> EXERCISE GOAL
Please copy each line of the records below that holds the word "held".

> DATA TO PROCESS
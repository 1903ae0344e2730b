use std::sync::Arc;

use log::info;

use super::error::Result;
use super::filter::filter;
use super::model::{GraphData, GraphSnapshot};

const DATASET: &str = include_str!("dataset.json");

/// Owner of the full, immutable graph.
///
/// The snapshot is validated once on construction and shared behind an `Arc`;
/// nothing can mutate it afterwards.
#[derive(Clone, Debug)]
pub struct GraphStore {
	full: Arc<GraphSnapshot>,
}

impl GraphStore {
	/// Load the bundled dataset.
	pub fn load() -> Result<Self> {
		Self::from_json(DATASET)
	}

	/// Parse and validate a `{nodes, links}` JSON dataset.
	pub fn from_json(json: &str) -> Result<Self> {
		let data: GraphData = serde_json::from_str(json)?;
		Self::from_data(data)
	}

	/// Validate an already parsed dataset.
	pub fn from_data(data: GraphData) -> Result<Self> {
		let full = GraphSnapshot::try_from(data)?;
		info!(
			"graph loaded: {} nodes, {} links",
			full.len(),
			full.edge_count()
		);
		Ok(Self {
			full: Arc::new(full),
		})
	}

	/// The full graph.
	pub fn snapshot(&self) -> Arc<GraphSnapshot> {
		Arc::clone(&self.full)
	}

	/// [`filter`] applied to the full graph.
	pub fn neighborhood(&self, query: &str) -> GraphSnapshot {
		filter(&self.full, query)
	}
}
...
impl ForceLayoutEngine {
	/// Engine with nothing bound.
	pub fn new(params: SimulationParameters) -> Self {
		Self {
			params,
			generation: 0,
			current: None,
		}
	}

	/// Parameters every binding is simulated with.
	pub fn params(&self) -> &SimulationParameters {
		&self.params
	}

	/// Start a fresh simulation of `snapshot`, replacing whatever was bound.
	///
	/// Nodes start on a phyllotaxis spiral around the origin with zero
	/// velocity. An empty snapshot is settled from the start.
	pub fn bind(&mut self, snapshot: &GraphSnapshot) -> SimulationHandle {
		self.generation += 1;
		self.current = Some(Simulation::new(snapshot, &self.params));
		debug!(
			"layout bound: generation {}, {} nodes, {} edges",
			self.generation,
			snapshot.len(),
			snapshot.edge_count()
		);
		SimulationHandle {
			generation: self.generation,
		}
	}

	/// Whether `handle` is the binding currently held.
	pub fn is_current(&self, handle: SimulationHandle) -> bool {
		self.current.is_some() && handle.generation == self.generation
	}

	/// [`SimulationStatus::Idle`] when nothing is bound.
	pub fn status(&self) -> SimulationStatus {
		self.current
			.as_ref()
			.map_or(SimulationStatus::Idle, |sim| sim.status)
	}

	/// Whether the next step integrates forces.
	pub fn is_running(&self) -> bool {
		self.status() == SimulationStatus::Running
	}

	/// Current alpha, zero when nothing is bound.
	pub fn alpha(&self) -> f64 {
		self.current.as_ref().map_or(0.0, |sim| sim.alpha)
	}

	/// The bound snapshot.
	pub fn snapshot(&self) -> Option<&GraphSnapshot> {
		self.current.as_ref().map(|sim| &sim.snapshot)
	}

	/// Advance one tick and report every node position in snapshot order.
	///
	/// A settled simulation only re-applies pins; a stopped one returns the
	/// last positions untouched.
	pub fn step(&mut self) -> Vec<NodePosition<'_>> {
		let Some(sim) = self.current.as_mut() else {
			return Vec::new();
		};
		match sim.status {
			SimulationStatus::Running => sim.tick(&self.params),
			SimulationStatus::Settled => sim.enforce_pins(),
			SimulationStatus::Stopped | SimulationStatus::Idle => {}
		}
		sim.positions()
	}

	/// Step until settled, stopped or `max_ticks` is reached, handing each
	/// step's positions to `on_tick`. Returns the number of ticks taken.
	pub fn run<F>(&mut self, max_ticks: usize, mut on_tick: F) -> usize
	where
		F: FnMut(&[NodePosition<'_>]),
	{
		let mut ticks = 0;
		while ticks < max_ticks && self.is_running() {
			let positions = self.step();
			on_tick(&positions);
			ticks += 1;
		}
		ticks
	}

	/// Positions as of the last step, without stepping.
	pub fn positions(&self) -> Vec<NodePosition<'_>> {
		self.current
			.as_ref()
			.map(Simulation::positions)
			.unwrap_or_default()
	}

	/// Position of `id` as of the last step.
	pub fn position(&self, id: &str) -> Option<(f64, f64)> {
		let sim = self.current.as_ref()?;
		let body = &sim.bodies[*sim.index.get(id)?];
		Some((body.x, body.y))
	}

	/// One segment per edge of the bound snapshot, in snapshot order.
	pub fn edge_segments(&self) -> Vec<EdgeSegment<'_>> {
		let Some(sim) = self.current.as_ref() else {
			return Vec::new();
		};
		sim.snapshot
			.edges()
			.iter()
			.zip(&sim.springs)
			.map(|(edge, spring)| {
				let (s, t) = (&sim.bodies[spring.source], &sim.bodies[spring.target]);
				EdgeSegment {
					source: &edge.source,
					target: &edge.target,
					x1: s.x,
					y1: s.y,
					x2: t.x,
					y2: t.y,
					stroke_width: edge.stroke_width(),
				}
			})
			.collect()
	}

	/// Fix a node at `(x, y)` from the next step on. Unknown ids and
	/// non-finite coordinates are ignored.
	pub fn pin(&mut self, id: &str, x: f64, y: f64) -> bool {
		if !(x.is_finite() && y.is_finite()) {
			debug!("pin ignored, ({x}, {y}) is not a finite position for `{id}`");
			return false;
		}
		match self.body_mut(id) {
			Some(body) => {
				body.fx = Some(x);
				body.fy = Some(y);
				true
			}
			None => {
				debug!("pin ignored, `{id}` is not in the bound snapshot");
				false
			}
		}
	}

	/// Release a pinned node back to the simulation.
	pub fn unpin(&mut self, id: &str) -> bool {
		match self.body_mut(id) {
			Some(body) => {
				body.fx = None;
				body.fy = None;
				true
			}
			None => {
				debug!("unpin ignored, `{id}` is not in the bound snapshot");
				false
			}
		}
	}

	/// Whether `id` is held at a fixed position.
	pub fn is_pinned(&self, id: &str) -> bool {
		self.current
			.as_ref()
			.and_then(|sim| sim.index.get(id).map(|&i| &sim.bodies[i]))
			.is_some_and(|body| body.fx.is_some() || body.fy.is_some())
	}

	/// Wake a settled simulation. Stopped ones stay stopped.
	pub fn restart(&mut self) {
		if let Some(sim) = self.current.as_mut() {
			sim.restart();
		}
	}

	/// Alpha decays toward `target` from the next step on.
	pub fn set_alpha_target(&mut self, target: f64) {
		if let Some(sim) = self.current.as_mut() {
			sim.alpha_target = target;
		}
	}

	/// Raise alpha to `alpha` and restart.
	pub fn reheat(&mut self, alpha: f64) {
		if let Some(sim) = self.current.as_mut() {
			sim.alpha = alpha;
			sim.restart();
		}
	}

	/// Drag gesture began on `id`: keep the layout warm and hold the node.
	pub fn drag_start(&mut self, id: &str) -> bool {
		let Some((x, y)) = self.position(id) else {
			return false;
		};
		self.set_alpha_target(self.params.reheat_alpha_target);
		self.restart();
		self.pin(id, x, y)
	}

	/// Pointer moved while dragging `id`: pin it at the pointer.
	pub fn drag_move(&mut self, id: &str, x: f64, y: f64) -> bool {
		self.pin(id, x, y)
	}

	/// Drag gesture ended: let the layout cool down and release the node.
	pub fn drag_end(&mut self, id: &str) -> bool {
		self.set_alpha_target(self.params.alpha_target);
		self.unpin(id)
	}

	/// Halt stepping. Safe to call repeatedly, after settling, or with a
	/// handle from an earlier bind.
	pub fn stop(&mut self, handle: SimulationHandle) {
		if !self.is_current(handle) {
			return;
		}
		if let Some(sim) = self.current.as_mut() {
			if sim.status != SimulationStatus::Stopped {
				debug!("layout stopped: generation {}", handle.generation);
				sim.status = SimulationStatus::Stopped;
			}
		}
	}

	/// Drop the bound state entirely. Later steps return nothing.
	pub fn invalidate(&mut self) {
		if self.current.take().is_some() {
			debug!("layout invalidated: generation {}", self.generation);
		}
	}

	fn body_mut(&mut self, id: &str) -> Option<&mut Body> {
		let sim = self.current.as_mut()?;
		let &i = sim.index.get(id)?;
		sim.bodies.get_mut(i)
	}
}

> RESULT OF THE TASK
	/// Whether `handle` is the binding currently held.
	/// Whether `id` is held at a fixed position.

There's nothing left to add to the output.